In your face, “Ist & Ten”: HBO’s forgotten late 80s football sitcom starring O.J. Simpson

By on October 24, 2015

Home Box Office, Inc., better known today as HBO, is one of the most successful cable TV networks of the past few decades, but you may already know that it took awhile for them to gain their large audience of subscribers, particularly since they didn’t have very much success with their attempts at original programming, and many of those early HBO TV shows are largely forgotten today, or remembered only by a loyal cult audience, even the ones that were aired more than a single season, including the focus of this post, a football-themed situation comedy — yes, a sitcom — called “1st & Ten.”

“1st & Ten” — which aired between December 1984 and January 1991 — concerned a fictitious professional football team named the California Bulls, and it clearly was HBO’s early attempt to building on their prior success with hosting sporting events, not to mention one of their first attempts to lure the lucrative sitcom audience away from the big three networks. At the time, the National Football League and NFL Films had already partnered with, and more importantly, were cooperating with, the HBO network to present a highlight-reel magazine-style program called “Inside the NFL,” and it was a logical extension of that to move their partnership into the realm of fictionalized programming.

In hindsight, it may have been that the NFL weren’t too concerned about a situation comedy that was based around pro football since it was only going to be airing on a premium cabler that didn’t, at the time, have a very large TV audience to begin (obviously, they didn’t let “1st & Ten” or HBO use the NFL logos or brands or real team names, they still don’t do let any networks do that unless they’re paying for the licensing of those images), and it’s quite possible they might have seen the show as a “test” to see whether HBO’s presentation of both occasional female frontal nudity and raunchy language would hurt their image at all, which they were still trying to protect; we suppose the NFL are still attempting to protect it today, but we’d all have to admit they’re doing a shit job of it, considering the ceaseless parade of scandals the NFL has had to endure over the past few decades (we don’t need to make a list, do we?).

And so, at the time, let’s just say that the NFL were maintaining a hands-off, let’s-see-where-this-goes type of attitude, and so “1st & Ten” itself stayed mostly in the written realm where most sitcoms live and breathe, with its added laugh tracks, often inappropriate trumpet flourishes and cutaways at the ends of scenes (in other words, typical sitcom stuff. It never really veered too far into heavy drama, not too far, anyway, which is certainly the creative direction that HBO would take with a football-themed show today (e.g. “Ballers”).

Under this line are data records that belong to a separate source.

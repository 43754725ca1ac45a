//! Driving test cases through checks and the sweep

use crate::checks::run_checks;
use crate::config::ProbeConfig;
use crate::error::{ProbeError, Result};
use crate::host::{FontHost, TestCase};
use crate::report::{CaseSummary, ProbeSummary, Reporter};
use crate::sweep::{run_trial, Baseline};

/// Runs a [`ProbeConfig`] against one host
pub struct Probe<'a, H: FontHost> {
    host: &'a H,
    config: &'a ProbeConfig,
}

impl<'a, H: FontHost> Probe<'a, H> {
    pub fn new(host: &'a H, config: &'a ProbeConfig) -> Self {
        Self { host, config }
    }

    /// Probe every configured case
    ///
    /// A case that cannot be built is reported and skipped; the rest still
    /// run. Only reporter failures abort the run.
    pub fn run(&self, reporter: &mut dyn Reporter) -> Result<ProbeSummary> {
        self.config.validate()?;
        let mut summary = ProbeSummary::default();

        for (source, size) in self.config.cases() {
            let label = TestCase::<H::Font>::label_for(source, size);
            let font = match self.host.open(source, size) {
                Ok(font) => font,
                Err(e) => {
                    log::warn!("Skipping {}: {}", label, e);
                    reporter.case_failed(&label, &e)?;
                    summary.failed_cases += 1;
                    continue;
                },
            };

            let case = TestCase::new(font, label);
            match self.run_case(&case, reporter) {
                Ok(case_summary) => summary.add_case(&case_summary),
                Err(e @ (ProbeError::Io(_) | ProbeError::Json(_))) => return Err(e),
                Err(e) => {
                    log::error!("{} aborted: {}", case.label, e);
                    reporter.case_failed(&case.label, &e)?;
                    summary.failed_cases += 1;
                },
            }
        }

        reporter.finish(&summary)?;
        Ok(summary)
    }

    /// Checks, then the full sweep, for a single case
    pub fn run_case(
        &self,
        case: &TestCase<H::Font>,
        reporter: &mut dyn Reporter,
    ) -> Result<CaseSummary> {
        let baseline = Baseline::capture(self.host, &case.font);
        log::debug!(
            "{}: {} axes, variation {}",
            case.label,
            baseline.resolved.len(),
            baseline.variation
        );
        reporter.begin_case(&case.label, self.host.name(), &baseline.resolved)?;

        let mut summary = CaseSummary {
            label: case.label.clone(),
            ..Default::default()
        };

        if self.config.checks {
            for outcome in run_checks(self.host, &case.font)? {
                if outcome.failed() {
                    log::warn!("{}: check {} failed", case.label, outcome.name);
                    summary.failed_checks += 1;
                }
                reporter.check(&case.label, &outcome)?;
            }
        }

        let plan = &self.config.plan;
        for trial in plan.trials() {
            let outcome = run_trial(self.host, &baseline, &trial, plan.bump_amount)?;
            if outcome.is_suspect() {
                log::warn!(
                    "{}: {} changed variation {:?} but font compares equal",
                    case.label,
                    trial.describe(),
                    outcome.result.differing_axes(&baseline.variation)
                );
                summary.suspect += 1;
            }
            summary.trials += 1;
            reporter.trial(&case.label, &outcome)?;
        }

        reporter.end_case(&summary)?;
        Ok(summary)
    }
}
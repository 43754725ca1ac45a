//! Resolved probe configuration, independent of any host

use std::path::PathBuf;

use crate::error::{ProbeError, Result};
use crate::host::FontSource;
use crate::sweep::SweepPlan;

/// Font file probed when none is given
pub const DEFAULT_FONT_FILE: &str = "/System/Library/Fonts/SFNS.ttf";

/// One base font at one point size
#[derive(Debug, Clone, PartialEq)]
pub struct CaseSpec {
    pub source: FontSource,
    pub size: f64,
}

impl CaseSpec {
    pub fn new(source: FontSource, size: f64) -> Self {
        Self { source, size }
    }
}

/// The fixed run: both sources at 24pt, then the UI font at the `opsz`
/// range boundaries (just above the minimum, just below and at the maximum)
pub fn default_cases(font_file: impl Into<PathBuf>) -> Vec<CaseSpec> {
    let ui = |size| CaseSpec::new(FontSource::SystemUi, size);
    vec![
        ui(24.0),
        CaseSpec::new(FontSource::File(font_file.into()), 24.0),
        ui(17.0),
        ui(17.01),
        ui(95.99),
        ui(96.0),
    ]
}

#[derive(Debug, Clone, PartialEq)]
pub struct ProbeConfig {
    /// Test cases, probed in order
    pub cases: Vec<CaseSpec>,
    pub plan: SweepPlan,
    /// Run the consistency checks before each sweep
    pub checks: bool,
}

impl Default for ProbeConfig {
    fn default() -> Self {
        Self {
            cases: default_cases(DEFAULT_FONT_FILE),
            plan: SweepPlan::default(),
            checks: true,
        }
    }
}

impl ProbeConfig {
    /// Every size of the first source, then every size of the next
    pub fn cross(sources: &[FontSource], sizes: &[f64]) -> Self {
        let cases = sources
            .iter()
            .flat_map(|source| {
                sizes
                    .iter()
                    .map(move |&size| CaseSpec::new(source.clone(), size))
            })
            .collect();
        Self {
            cases,
            ..Default::default()
        }
    }

    pub fn validate(&self) -> Result<()> {
        if self.cases.is_empty() {
            return Err(ProbeError::Config("no test cases selected".into()));
        }
        if let Some(case) = self
            .cases
            .iter()
            .find(|case| !case.size.is_finite() || case.size <= 0.0)
        {
            return Err(ProbeError::Config(format!(
                "point size must be positive, got {}",
                case.size
            )));
        }
        if self.plan.is_empty() {
            return Err(ProbeError::Config("sweep plan has no trials".into()));
        }
        Ok(())
    }

    /// Test cases in run order
    pub fn cases(&self) -> impl Iterator<Item = (&FontSource, f64)> + '_ {
        self.cases.iter().map(|case| (&case.source, case.size))
    }
}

Even so, since this was going to be seen on cable, HBO’s little football comedy still was able to take a few chances, story-wise, broaching topics like sex — including stunning football groupies and cheerleaders making sure there’s plenty of topless fun — and drugs — usually, though, this meant drug testing, steroids, players struggling with the end of their careers, and a little recreational use of illegal drugs off the field thrown in for good measure — that the big three TV networks typically avoided (at the time, anyway).

The NFL even allowed real and often legendary NFL football players  to make guest appearances on the show — like Fran Tarkenton, Marcus Allen, Brian Bosworth, John Riggins, Joe Namath, Eric Dickerson, Roger Craig, Jim Everett, Herschel Walker, Randall Cunningham, Warren Moon, Ted Hendricks, Bubba Smith, and more —  which shows their sincere attempt and good faith that HBO probably weren’t going to embarrass them too much. Unless you consider their acting ability, then, yes, there is some embarrassment to be found.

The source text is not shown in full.